Going through the entries below, copy out each line that contains "tests".

(Beginning of Listed entries)

use eframe::egui::Color32;
use palette::{Hsl, IntoColor, Srgb};

// ---------------------------------------------------------------------------
// Color palette generator
// ---------------------------------------------------------------------------

/// Generates `n` visually distinct colours using evenly spaced hues,
/// starting at orange so the first threshold does not clash with the curve.
pub fn generate_palette(n: usize) -> Vec<Color32> {
    if n == 0 {
        return Vec::new();
    }
    (0..n)
        .map(|i| {
            let hue = 30.0 + (i as f32 / n as f32) * 300.0;
            let hsl = Hsl::new(hue, 0.75, 0.55);
            let rgb: Srgb = hsl.into_color();
            Color32::from_rgb(
                (rgb.red * 255.0) as u8,
                (rgb.green * 255.0) as u8,
                (rgb.blue * 255.0) as u8,
            )
        })
        .collect()
}
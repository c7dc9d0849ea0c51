//! Abstract LLM boundary: a vendor-agnostic completion interface.
//!
//! The IAP generator depends on `Completer`, never on a vendor SDK.

use std::time::Duration;

use async_trait::async_trait;
use serde::{Deserialize, Serialize};

use crate::error::{MatchError, MatchResult};

#[derive(Debug, Clone)]
pub struct CompletionRequest {
    pub system_prompt: String,
    pub user_message: String,
    pub model: String,
    pub max_tokens: u32,
    pub temperature: f32,
}

#[derive(Debug, Clone, Serialize, Deserialize)]
pub struct TokenUsage {
    pub input_tokens: u32,
    pub output_tokens: u32,
}

#[derive(Debug, Clone)]
pub struct CompletionResponse {
    pub text: String,
    pub usage: TokenUsage,
}

#[async_trait]
pub trait Completer: Send + Sync {
    async fn complete(&self, request: CompletionRequest) -> MatchResult<CompletionResponse>;
}

/// Production completer backed by a generic JSON chat-completion endpoint.
/// Carries a per-request timeout via `Client::builder().timeout(...)`.
pub struct ReqwestCompleter {
    client: reqwest::Client,
    endpoint: String,
    api_key: String,
}

impl ReqwestCompleter {
    pub fn new(endpoint: impl Into<String>, api_key: impl Into<String>, timeout: Duration) -> MatchResult<Self> {
        let client = reqwest::Client::builder()
            .timeout(timeout)
            .build()
            .map_err(|e| MatchError::ExternalDependencyFailure {
                dependency: "reqwest client build".to_string(),
                detail: e.to_string(),
            })?;
        Ok(ReqwestCompleter { client, endpoint: endpoint.into(), api_key: api_key.into() })
    }
}

#[derive(Serialize)]
struct ChatRequestBody<'a> {
    model: &'a str,
    system: &'a str,
    messages: Vec<ChatMessage<'a>>,
    max_tokens: u32,
    temperature: f32,
}

#[derive(Serialize)]
struct ChatMessage<'a> {
    role: &'a str,
    content: &'a str,
}

#[derive(Deserialize)]
struct ChatResponseBody {
    text: String,
    usage: ChatUsage,
}

#[derive(Deserialize)]
struct ChatUsage {
    input_tokens: u32,
    output_tokens: u32,
}

#[async_trait]
impl Completer for ReqwestCompleter {
    async fn complete(&self, request: CompletionRequest) -> MatchResult<CompletionResponse> {
        let body = ChatRequestBody {
            model: &request.model,
            system: &request.system_prompt,
            messages: vec![ChatMessage { role: "user", content: &request.user_message }],
            max_tokens: request.max_tokens,
            temperature: request.temperature,
        };

        let resp = self
            .client
            .post(&self.endpoint)
            .bearer_auth(&self.api_key)
            .json(&body)
            .send()
            .await
            .map_err(|e| MatchError::ExternalDependencyFailure {
                dependency: "llm completion request".to_string(),
                detail: e.to_string(),
            })?;

        if !resp.status().is_success() {
            return Err(MatchError::ExternalDependencyFailure {
                dependency: "llm completion request".to_string(),
                detail: format!("status {}", resp.status()),
            });
        }

        let parsed: ChatResponseBody = resp.json().await.map_err(|e| MatchError::ExternalDependencyFailure {
            dependency: "llm completion response".to_string(),
            detail: e.to_string(),
        })?;

        Ok(CompletionResponse {
            text: parsed.text,
            usage: TokenUsage { input_tokens: parsed.usage.input_tokens, output_tokens: parsed.usage.output_tokens },
        })
    }
}

/// Always fails. Useful when an operator disables the LLM entirely but
/// code still wants to call through the `Completer` trait.
pub struct NullCompleter;

#[async_trait]
impl Completer for NullCompleter {
    async fn complete(&self, _request: CompletionRequest) -> MatchResult<CompletionResponse> {
        Err(MatchError::ExternalDependencyFailure {
            dependency: "llm".to_string(),
            detail: "no completer configured".to_string(),
        })
    }
}

/// Test double returning a canned response, for IAP generator tests.
pub struct StaticCompleter {
    pub response_text: String,
}

#[async_trait]
impl Completer for StaticCompleter {
    async fn complete(&self, _request: CompletionRequest) -> MatchResult<CompletionResponse> {
        Ok(CompletionResponse {
            text: self.response_text.clone(),
            usage: TokenUsage { input_tokens: 100, output_tokens: 50 },
        })
    }
}
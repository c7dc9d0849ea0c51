//! Rule-based penalties for active sector mismatches.

use crate::classifier::ClassificationResult;
use crate::models::{NegativeSignal, Organization};

const BIO_HARD_NEGATIVE_KEYWORDS: &[&str] = &[
    "임상", "치매", "신약", "약물", "치료제", "세포치료", "유전자치료", "백신", "항체", "의약품",
    "의료기기인허가", "독성시험", "동물실험",
];

const MANUFACTURING_HARD_NEGATIVE_KEYWORDS: &[&str] =
    &["양산", "제조공정", "공정개선", "소재", "부품", "소부장"];

const MARINE_HARD_NEGATIVE_KEYWORDS: &[&str] = &["조선", "해양플랜트", "항만", "수산양식"];

const AGRICULTURE_HARD_NEGATIVE_KEYWORDS: &[&str] = &["축산", "재배", "농작물", "농약"];
const SMART_FARM_EXEMPTION_KEYWORDS: &[&str] = &["스마트팜", "스마트농업"];

const DEFENSE_HARD_NEGATIVE_KEYWORDS: &[&str] = &["국방", "방위산업", "군수", "무기체계"];
const CYBER_EXEMPTION_KEYWORDS: &[&str] = &["사이버", "사이버보안"];

const LARGE_DEMONSTRATION_KEYWORDS: &[&str] = &["대규모실증", "대규모 실증"];

fn org_sector_contains(org: &Organization, token: &str) -> bool {
    org.industry_sector
        .as_deref()
        .map(|s| s.to_uppercase().contains(token))
        .unwrap_or(false)
}

fn title_matches_any(title: &str, keywords: &[&str]) -> bool {
    keywords.iter().any(|kw| title.contains(kw))
}

struct NegativeRule {
    check: fn(&Organization, &str, &ClassificationResult) -> Option<NegativeSignal>,
}

fn rule_domain_mismatch_bio(org: &Organization, title: &str, classification: &ClassificationResult) -> Option<NegativeSignal> {
    if org_sector_contains(org, "ICT")
        && classification.industry == "BIO_HEALTH"
        && title_matches_any(title, BIO_HARD_NEGATIVE_KEYWORDS)
    {
        Some(NegativeSignal {
            code: "DOMAIN_MISMATCH_BIO".to_string(),
            penalty: -8.0,
            detail: "ICT organization against a bio/clinical-heavy program".to_string(),
        })
    } else {
        None
    }
}

fn rule_tech_irrelevant_manufacturing(org: &Organization, title: &str, classification: &ClassificationResult) -> Option<NegativeSignal> {
    if org_sector_contains(org, "ICT")
        && classification.industry == "MANUFACTURING"
        && title_matches_any(title, MANUFACTURING_HARD_NEGATIVE_KEYWORDS)
    {
        Some(NegativeSignal {
            code: "TECH_IRRELEVANT_MANUFACTURING".to_string(),
            penalty: -5.0,
            detail: "ICT organization against a manufacturing-process-heavy program".to_string(),
        })
    } else {
        None
    }
}

fn rule_domain_mismatch_marine(org: &Organization, title: &str, classification: &ClassificationResult) -> Option<NegativeSignal> {
    if org_sector_contains(org, "ICT")
        && classification.industry == "MARINE"
        && title_matches_any(title, MARINE_HARD_NEGATIVE_KEYWORDS)
    {
        Some(NegativeSignal {
            code: "DOMAIN_MISMATCH_MARINE".to_string(),
            penalty: -5.0,
            detail: "ICT organization against a marine/shipbuilding program".to_string(),
        })
    } else {
        None
    }
}

fn rule_domain_mismatch_agriculture(org: &Organization, title: &str, classification: &ClassificationResult) -> Option<NegativeSignal> {
    if org_sector_contains(org, "ICT")
        && classification.industry == "AGRICULTURE"
        && title_matches_any(title, AGRICULTURE_HARD_NEGATIVE_KEYWORDS)
        && !title_matches_any(title, SMART_FARM_EXEMPTION_KEYWORDS)
    {
        Some(NegativeSignal {
            code: "DOMAIN_MISMATCH_AGRICULTURE".to_string(),
            penalty: -5.0,
            detail: "ICT organization against a traditional-farming program (no smart-farm exemption)".to_string(),
        })
    } else {
        None
    }
}

fn rule_domain_mismatch_defense(org: &Organization, title: &str, classification: &ClassificationResult) -> Option<NegativeSignal> {
    if org_sector_contains(org, "ICT")
        && classification.industry == "DEFENSE"
        && title_matches_any(title, DEFENSE_HARD_NEGATIVE_KEYWORDS)
        && !title_matches_any(title, CYBER_EXEMPTION_KEYWORDS)
    {
        Some(NegativeSignal {
            code: "DOMAIN_MISMATCH_DEFENSE".to_string(),
            penalty: -5.0,
            detail: "ICT organization against a weapons-systems program (no cyber exemption)".to_string(),
        })
    } else {
        None
    }
}

fn rule_scale_startup_large_demonstration(org: &Organization, title: &str, _classification: &ClassificationResult) -> Option<NegativeSignal> {
    use crate::models::CompanyScale;
    if org.scale == CompanyScale::Startup && title_matches_any(title, LARGE_DEMONSTRATION_KEYWORDS) {
        Some(NegativeSignal {
            code: "SCALE_MISMATCH_LARGE_DEMONSTRATION".to_string(),
            penalty: -5.0,
            detail: "Startup-scale organization against a large-scale demonstration program".to_string(),
        })
    } else {
        None
    }
}

static RULES: &[NegativeRule] = &[
    NegativeRule { check: rule_domain_mismatch_bio },
    NegativeRule { check: rule_tech_irrelevant_manufacturing },
    NegativeRule { check: rule_domain_mismatch_marine },
    NegativeRule { check: rule_domain_mismatch_agriculture },
    NegativeRule { check: rule_domain_mismatch_defense },
    NegativeRule { check: rule_scale_startup_large_demonstration },
];

/// Runs the closed catalog of negative-signal rules, returning every hit.
/// The caller sums penalties and clamps to [-10, 0] before applying to
/// the semantic score.
pub fn detect_negative_signals(
    org: &Organization,
    title: &str,
    classification: &ClassificationResult,
) -> Vec<NegativeSignal> {
    RULES.iter().filter_map(|rule| (rule.check)(org, title, classification)).collect()
}

/// Sums penalties and clamps the running total to [-10, 0].
pub fn clamp_total_penalty(signals: &[NegativeSignal]) -> f64 {
    let sum: f64 = signals.iter().map(|s| s.penalty).sum();
    sum.clamp(-10.0, 0.0)
}

#[cfg(test)]
mod tests {
    use super::*;
    use crate::classifier::ClassificationResult;
    use crate::models::*;
    use std::collections::HashSet;

    fn ict_org() -> Organization {
        Organization {
            id: Id::from("o1"),
            name: "ICT Co".to_string(),
            org_type: OrganizationType::Company,
            scale: CompanyScale::Small,
            employees: EmployeeRange::default(),
            revenue: RevenueRange::default(),
            business_structure: BusinessStructure::Corporation,
            industry_sector: Some("ICT".to_string()),
            primary_business_domain: None,
            key_technologies: vec![],
            technology_sub_domains: vec![],
            research_focus_areas: vec![],
            description: None,
            trl: Some(6),
            target_research_trl: None,
            rd_experience: true,
            collaboration_count: 0,
            has_research_institute: false,
            certifications: HashSet::new(),
            government_certifications: HashSet::new(),
            industry_awards: vec![],
            prior_grant_wins: 0,
            investment_history: vec![],
            commercialization_capabilities: vec![],
            locations: HashSet::new(),
            excluded_domains: vec![],
            business_established_date: chrono::NaiveDate::from_ymd_opt(2020, 1, 1).unwrap(),
        }
    }

    #[test]
    fn bio_mismatch_fires_for_ict_vs_clinical_program() {
        let org = ict_org();
        let classification = ClassificationResult { industry: "BIO_HEALTH".to_string(), confidence: 1.0, ministry_based: true, keyword_matched: true };
        let signals = detect_negative_signals(&org, "치매의료기술연구개발사업", &classification);
        assert_eq!(signals.len(), 1);
        assert_eq!(signals[0].code, "DOMAIN_MISMATCH_BIO");
        assert_eq!(signals[0].penalty, -8.0);
    }

    #[test]
    fn no_signals_for_matching_domain() {
        let org = ict_org();
        let classification = ClassificationResult { industry: "ICT".to_string(), confidence: 1.0, ministry_based: true, keyword_matched: true };
        let signals = detect_negative_signals(&org, "AI 데이터 플랫폼 기술개발", &classification);
        assert!(signals.is_empty());
    }

    #[test]
    fn smart_farm_exempts_agriculture_penalty() {
        let org = ict_org();
        let classification = ClassificationResult { industry: "AGRICULTURE".to_string(), confidence: 1.0, ministry_based: false, keyword_matched: true };
        let signals = detect_negative_signals(&org, "스마트팜 축산 데이터 플랫폼", &classification);
        assert!(signals.is_empty());
    }

    #[test]
    fn clamp_total_penalty_floors_at_minus_ten() {
        let signals = vec![
            NegativeSignal { code: "A".to_string(), penalty: -8.0, detail: String::new() },
            NegativeSignal { code: "B".to_string(), penalty: -5.0, detail: String::new() },
        ];
        assert_eq!(clamp_total_penalty(&signals), -10.0);
    }

    #[test]
    fn clamp_total_penalty_never_goes_positive() {
        assert_eq!(clamp_total_penalty(&[]), 0.0);
    }
}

(End of Listed entries)

- Solution to this exercise:
/// Test double returning a canned response, for IAP generator tests.
mod tests {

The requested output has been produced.